***** Material provided *****
//! Login handshake: 10101 in, 20104 or 20103 out.

use futures::future::BoxFuture;
use rand::distr::Alphanumeric;
use rand::Rng;
use tracing::{error, info, warn};

use crate::core::bytestream::{ByteReader, ByteWriter, EMPTY_STRING};
use crate::core::types::LogicLong;
use crate::error::{ProtocolError, Result};
use crate::protocol::message::{ClientMessage, HandlerContext, ServerMessage};
use crate::protocol::messages::ids;
use crate::service::{Player, PlayerStore, TeamRegistry};
use crate::transport::directory::OnlineIdentity;
use crate::transport::session::ConnectionSession;

const GENERATED_TOKEN_LEN: usize = 40;
const SERVER_ENVIRONMENT: &str = "dev";

const TEXT_ALREADY_ONLINE: &str = "You are already logged in somewhere else.";
const TEXT_SERVER_ISSUE: &str = "The server is currently experiencing some issues. Sorry!";

/// Reason codes the client understands in a LoginFailed message.
#[derive(Debug, Clone, Copy, PartialEq, Eq)]
#[repr(i32)]
pub enum LoginFailedReason {
    LoginFailed = 6,
    UpdateAvailable = 8,
    ConnectionError = 9,
    MaintenanceBreak = 10,
    Banned = 11,
    AccountLocked = 13,
}

/// Client login request.
#[derive(Debug, Clone, Default)]
pub struct LoginMessage {
    pub account: LogicLong,
    pub token: String,
    pub major: i32,
    pub minor: i32,
    pub build: i32,
    pub fingerprint_sha: String,
    pub device_uuid: String,
    pub device_identifier: String,
    pub system_language: i32,
    pub region: String,
}

impl LoginMessage {
    fn resolve_player(&self, ctx: &HandlerContext) -> Result<Player> {
        let players = &ctx.services.players;

        if !self.token.is_empty() {
            if let Some(player) = players.load_by_token(&self.token)? {
                if let Err(e) = players.touch_login(player.id) {
                    warn!(error = %e, "failed to record login time");
                }
                return Ok(player);
            }
        }

        let token = if self.token.is_empty() {
            generate_token()
        } else {
            self.token.clone()
        };
        players.create_player(self.account, &token, &self.region)
    }

    async fn handle(self, session: &mut ConnectionSession, ctx: &HandlerContext) -> Result<()> {
        if session.is_active() {
            warn!(conn_id = session.id(), "login on an already authenticated connection ignored");
            return Ok(());
        }

        let player = match self.resolve_player(ctx) {
            Ok(player) => player,
            Err(e) => {
                error!(conn_id = session.id(), error = %e, "failed to load or create player");
                let reply = LoginFailedMessage::new(
                    LoginFailedReason::LoginFailed,
                    &self.fingerprint_sha,
                    TEXT_SERVER_ISSUE,
                );
                session.send(&reply).await;
                return Ok(());
            }
        };

        // register what the login resolved to, not what the client claimed
        let identity = OnlineIdentity::new(player.id, player.token.clone());
        if let Err(e) = ctx.directories.online.try_register(session.id(), identity) {
            if matches!(e, ProtocolError::AlreadyOnline) {
                ctx.metrics.duplicate_login();
            }
            warn!(
                conn_id = session.id(),
                high = player.id.high,
                low = player.id.low,
                error = %e,
                "login rejected"
            );
            let reply = LoginFailedMessage::new(
                LoginFailedReason::LoginFailed,
                &self.fingerprint_sha,
                TEXT_ALREADY_ONLINE,
            );
            session.send(&reply).await;
            return Ok(());
        }

        let group = player.alliance.as_ref().map(|m| m.alliance);
        ctx.directories
            .broadcast
            .add(session.handle().clone(), group)?;

        let ok = LoginOkMessage::new(&player, &self);
        let team = player.team_id;
        let player_id = player.id;
        info!(
            conn_id = session.id(),
            high = player.id.high,
            low = player.id.low,
            region = %player.region,
            "player logged in"
        );
        session.establish(player)?;
        session.send(&ok).await;

        if let Some(team) = team {
            if let Err(e) = ctx.services.teams.join(session.id(), player_id, Some(team)) {
                warn!(conn_id = session.id(), team, error = %e, "could not rejoin team");
            }
        }

        Ok(())
    }
}

fn generate_token() -> String {
    rand::rng()
        .sample_iter(&Alphanumeric)
        .take(GENERATED_TOKEN_LEN)
        .map(char::from)
        .collect()
}

impl ClientMessage for LoginMessage {
    fn name(&self) -> &'static str {
        "Login"
    }

    fn decode(&mut self, payload: &[u8]) -> Result<()> {
        let mut reader = ByteReader::new(payload);

        let high = reader.read_i32()?;
        let low = reader.read_i32()?;
        self.account = LogicLong::new(high, low);
        self.token = reader.read_string_or_empty()?;

        self.major = reader.read_i32()?;
        self.minor = reader.read_i32()?;
        self.build = reader.read_i32()?;

        self.fingerprint_sha = reader.read_string_or_empty()?;
        reader.read_string()?;
        self.device_uuid = reader.read_string_or_empty()?;
        reader.read_string()?;
        self.device_identifier = reader.read_string_or_empty()?;

        self.system_language = reader.read_varint()?;
        self.region = reader.read_string_or_empty()?;
        Ok(())
    }

    fn starts_login(&self) -> bool {
        true
    }

    fn process<'a>(
        self: Box<Self>,
        session: &'a mut ConnectionSession,
        ctx: &'a HandlerContext,
    ) -> BoxFuture<'a, Result<()>> {
        Box::pin(async move { (*self).handle(session, ctx).await })
    }
}

/// Successful login: echoes the resolved account and the client version.
#[derive(Debug, Clone)]
pub struct LoginOkMessage {
    pub account: LogicLong,
    pub token: String,
    pub major: i32,
    pub minor: i32,
    pub build: i32,
    pub region: String,
}

impl LoginOkMessage {
    pub fn new(player: &Player, login: &LoginMessage) -> Self {
        Self {
            account: player.id,
            token: player.token.clone(),
            major: login.major,
            minor: login.minor,
            build: login.build,
            region: login.region.clone(),
        }
    }
}

impl ServerMessage for LoginOkMessage {
    fn id(&self) -> u16 {
        ids::LOGIN_OK
    }

    fn encode(&self, writer: &mut ByteWriter) {
        // account id, then home id, which is the same pair
        for _ in 0..2 {
            writer.write_i32(self.account.high);
            writer.write_i32(self.account.low);
        }
        writer.write_str(&self.token);

        // facebook and game center ids
        writer.write_string(EMPTY_STRING);
        writer.write_string(EMPTY_STRING);

        writer.write_i32(self.major);
        writer.write_i32(self.minor);
        writer.write_i32(self.build);
        writer.write_str(SERVER_ENVIRONMENT);

        // session count, play time, days since started
        writer.write_i32(0);
        writer.write_i32(0);
        writer.write_i32(0);

        writer.write_string(EMPTY_STRING);
        writer.write_string(EMPTY_STRING);
        writer.write_string(EMPTY_STRING);
        writer.write_i32(0);
        writer.write_string(EMPTY_STRING);
        writer.write_str(&self.region);
        writer.write_string(EMPTY_STRING);
        writer.write_i32(1);
        writer.write_string(EMPTY_STRING);
        writer.write_string(EMPTY_STRING);
        writer.write_string(EMPTY_STRING);
    }
}

/// Refused login with a human-readable reason.
#[derive(Debug, Clone)]
pub struct LoginFailedMessage {
    pub reason: LoginFailedReason,
    pub fingerprint_sha: String,
    pub text: String,
}

impl LoginFailedMessage {
    pub fn new(reason: LoginFailedReason, fingerprint_sha: &str, text: &str) -> Self {
        Self {
            reason,
            fingerprint_sha: fingerprint_sha.to_string(),
            text: text.to_string(),
        }
    }
}

impl ServerMessage for LoginFailedMessage {
    fn id(&self) -> u16 {
        ids::LOGIN_FAILED
    }

    fn encode(&self, writer: &mut ByteWriter) {
        writer.write_i32(self.reason as i32);
        writer.write_str(&self.fingerprint_sha);

        // redirect host, content url, update url
        writer.write_string(EMPTY_STRING);
        writer.write_string(EMPTY_STRING);
        writer.write_string(EMPTY_STRING);

        writer.write_str(&self.text);

        writer.write_i32(0);
        writer.write_bool(false);
        writer.write_string(EMPTY_STRING);
        writer.write_string(EMPTY_STRING);
        writer.write_i32(0);
        writer.write_i32(3);
        writer.write_string(EMPTY_STRING);
        writer.write_string(EMPTY_STRING);
        writer.write_i32(0);
        writer.write_i32(0);
        writer.write_bool(false);
        writer.write_bool(false);
    }
}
*****
Assigned task: Only one number is wanted: how many lines of the data above include the word "ByteReader".

Written reply: 2